First and foremost, it is important to recognize that PTSD is NOT a weakness or frailty. The fact is that many of the causes of the beastial mind-set happen out of the sufferer’s control.

There are many indicators that signal one may be experiencing PTSD, though they vary extremely on a case-by-case basis. There are a few basics:

  • Recalling the experience in vivid description over and over. This can consist of consecutive night terrors; images are flashing through the mind while awake; feeling as if you are reliving it.
  • Suddenly conjuring up negative beliefs and feelings.
  • Feeling anxious and jumpy. One may feel on edge at all times; may have difficulty in focusing, or possibly becoming instantly irritable over anything; could lead a reliance on drugs.

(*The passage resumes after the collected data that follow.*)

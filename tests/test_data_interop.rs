//! Integration tests for polars input and configuration loading

use kolosal_insight::prelude::*;
use polars::prelude::*;
use std::collections::BTreeMap;
use std::io::Write;

const HOUR_MS: i64 = 3_600_000;
const ORIGIN_MS: i64 = 1_704_067_200_000; // 2024-01-01T00:00:00Z

fn hourly_series(name: &str, n: i64) -> Series {
    let millis: Vec<i64> = (0..n).map(|h| ORIGIN_MS + h * HOUR_MS).collect();
    Series::new(name.into(), millis)
        .cast(&DataType::Datetime(TimeUnit::Milliseconds, None))
        .unwrap()
}

// ============================================================================
// DataFrame input
// ============================================================================

#[test]
fn test_dataframe_domains_through_session() {
    let mut weather = df!(
        "temperature" => &[10.0, 12.0, 14.0, 13.0, 15.0],
        "humidity" => &[80i64, 75, 70, 72, 65]
    )
    .unwrap();
    weather.with_column(hourly_series("ts", 5)).unwrap();

    let mut economic = df!(
        "stocks" => &[100.0, 105.0, 110.0, 108.0, 112.0]
    )
    .unwrap();
    economic.with_column(hourly_series("time", 5)).unwrap();

    let request = AnalysisRequest::new("weather", "temperature")
        .with_table(LabeledSeriesTable::from_dataframe("weather", &weather).unwrap(), "ts")
        .with_table(LabeledSeriesTable::from_dataframe("economic", &economic).unwrap(), "time")
        .with_metric(RankMetric::Spearman)
        .with_top_n(1);

    let session = AnalysisSession::new();
    let report = session.analyze(&request).unwrap();

    assert_eq!(report.grid_len, 5);
    assert_eq!(report.records.len(), 2);
    assert_eq!(report.ranked.len(), 1);
    assert!(report.skipped_domains.is_empty());
    // humidity falls as temperature rises
    let humidity = report
        .records
        .iter()
        .find(|r| r.column == "humidity")
        .unwrap();
    assert!(humidity.spearman_r.value().unwrap() < -0.8);
}

#[test]
fn test_text_column_fails_fast() {
    let mut social = df!(
        "mentions" => &[1.0, 2.0, 3.0],
        "sentiment" => &["good", "bad", "good"]
    )
    .unwrap();
    social.with_column(hourly_series("ts", 3)).unwrap();

    let table = LabeledSeriesTable::from_dataframe("social", &social).unwrap();
    let mut tables = BTreeMap::new();
    tables.insert("social".to_string(), table);
    let mut time_columns = BTreeMap::new();
    time_columns.insert("social".to_string(), "ts".to_string());

    let err = SeriesAligner::new(Frequency::hourly())
        .align(&tables, &time_columns, &OperationLog::new())
        .unwrap_err();
    assert!(matches!(
        err,
        InsightError::NonNumericColumn { ref column, .. } if column == "sentiment"
    ));
}

#[test]
fn test_aligned_table_exports_to_dataframe() {
    let mut weather = df!("temperature" => &[1.0, 3.0]).unwrap();
    let ts = Series::new("ts".into(), vec![ORIGIN_MS, ORIGIN_MS + 3 * HOUR_MS])
        .cast(&DataType::Datetime(TimeUnit::Milliseconds, None))
        .unwrap();
    weather.with_column(ts).unwrap();

    let mut tables = BTreeMap::new();
    tables.insert(
        "weather".to_string(),
        LabeledSeriesTable::from_dataframe("weather", &weather).unwrap(),
    );
    let mut time_columns = BTreeMap::new();
    time_columns.insert("weather".to_string(), "ts".to_string());

    let aligned = SeriesAligner::new(Frequency::hourly())
        .align(&tables, &time_columns, &OperationLog::new())
        .unwrap();
    let out = aligned.table("weather").unwrap().to_dataframe().unwrap();

    assert_eq!(out.height(), 4);
    assert_eq!(out.column("temperature").unwrap().null_count(), 2);
}

// ============================================================================
// Configuration
// ============================================================================

#[test]
fn test_config_from_file() {
    let mut file = tempfile::NamedTempFile::new().unwrap();
    write!(
        file,
        r#"{{
            "alignment": {{ "frequency": "30min", "max_grid_points": 5000 }},
            "association": {{ "mi_neighbors": 5, "parallel": false }},
            "ranking": {{ "default_top_n": 3, "max_p_value": 0.05 }}
        }}"#
    )
    .unwrap();

    let config = EngineConfig::from_file(file.path()).unwrap();
    assert_eq!(config.alignment.frequency, Frequency::Minutes(30));
    assert_eq!(config.alignment.max_grid_points, 5000);
    assert_eq!(config.association.mi_neighbors, 5);
    assert!(!config.association.parallel);
    assert_eq!(config.association.random_state, 0);
    assert_eq!(config.ranking.default_top_n, 3);

    let session = AnalysisSession::with_config(config).unwrap();
    assert_eq!(session.config().ranking.max_p_value, Some(0.05));
}

#[test]
fn test_config_missing_file_is_io_error() {
    let dir = tempfile::tempdir().unwrap();
    let err = EngineConfig::from_file(dir.path().join("absent.json")).unwrap_err();
    assert!(matches!(err, InsightError::IoError(_)));
}

#[test]
fn test_grid_limit_from_config() {
    let config = EngineConfig::new().with_alignment(
        AlignmentConfig::new()
            .with_frequency(Frequency::Seconds(1))
            .with_max_grid_points(100),
    );
    let mut weather = df!("temperature" => &[1.0, 2.0]).unwrap();
    let ts = Series::new("ts".into(), vec![ORIGIN_MS, ORIGIN_MS + HOUR_MS])
        .cast(&DataType::Datetime(TimeUnit::Milliseconds, None))
        .unwrap();
    weather.with_column(ts).unwrap();

    let request = AnalysisRequest::new("weather", "temperature").with_table(
        LabeledSeriesTable::from_dataframe("weather", &weather).unwrap(),
        "ts",
    );
    let err = AnalysisSession::with_config(config)
        .unwrap()
        .analyze(&request)
        .unwrap_err();
    assert!(matches!(err, InsightError::GridTooLarge { limit: 100, .. }));
}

PTSD has also been scientifically suggested to be caused by physical shocks to one’s system, making both psychological and physical.

Related article: Prepare Yourself – Prepping Starts With You!

Combat PTSD and related stress:

First, we must understand that dealing with stress is not an immoral misdoing.

To combat against “bad” stress, and to work with one’s “good” stress, we must learn to remodel anything we conceive as a negative situation. This is the general basis of our birth-given right of freedom. We each have the ability to choose how we think and feel. Choosing to look at the positive side will always have a better outcome.

Take some time to yourself.

Once you can recognize that you are reaching the tipping point, slow yourself down. Relax. Perhaps someday we humans will realize that the importance of our health is far superior to any other facet of our lives. This means actually doing things we enjoy, spending our given time appropriately.

Reach out for support.

No shame involved. Simply communicating your need to slow your pace or lighten your workload to a loved or trusted one, can lead to successfully coping with stress. At times you must request those surrounding you for some understanding; doing this will also give them a more opportune moment to change some of their own views. Once this act of continual giving begins, it is hard to slow it down, and it can be surprising just how much people are willing to help you. Reaching out for support does far more than only assist you; it has the potential to touch many lives – lives that may need that same break from stress that you did.

PTSD can become difficult to tackle on one’s own.

In most cases and if available, it is important to seek assistance.

However, when shit really hits the fan (and who are we kidding?), you may be in caught up in a shitstorm where you will have to open your own umbrella (imagine that). While it may be difficult, we are all tough enough to know we can handle it.

  • Work on your cognitive behavior: When you find yourself going into a “spell”, redirect the thought patterns that landed you there. These are the thoughts that are taking you from your clear-zone.
  • Try to become at peace with the distorted memories. This step may take a long while to reach, but performing the above will typically keep you in the clear, all the while leading up to this one.
  • Try to steer clear from the things that directly cause the flashbacks.
  • Relaxation and exercise can be extremely beneficial.
  • Appropriate amounts of rest.
  • Jotting down the thoughts that cloud your mind and block your view can be a helpful method as well.
  • Against all contrary arguments, and believe it or not (try it before deny it) being generous and helpful to others can help drag you from the dreaded mindset. Replacing that anger or anxiety with understanding and empathy can make the difference between a chute and a ladder.

Conclusion

Learning to handle stress the appropriate way in the here and now, can and will save your life when it finally happens. When SHTF you must be able to remain calm and keep your head above water. As you saw in the lines above, there are many things you can do to combat stress. The first step is to acknowledge that no one is immune to stress and it can sneak up on even the bravest of souls.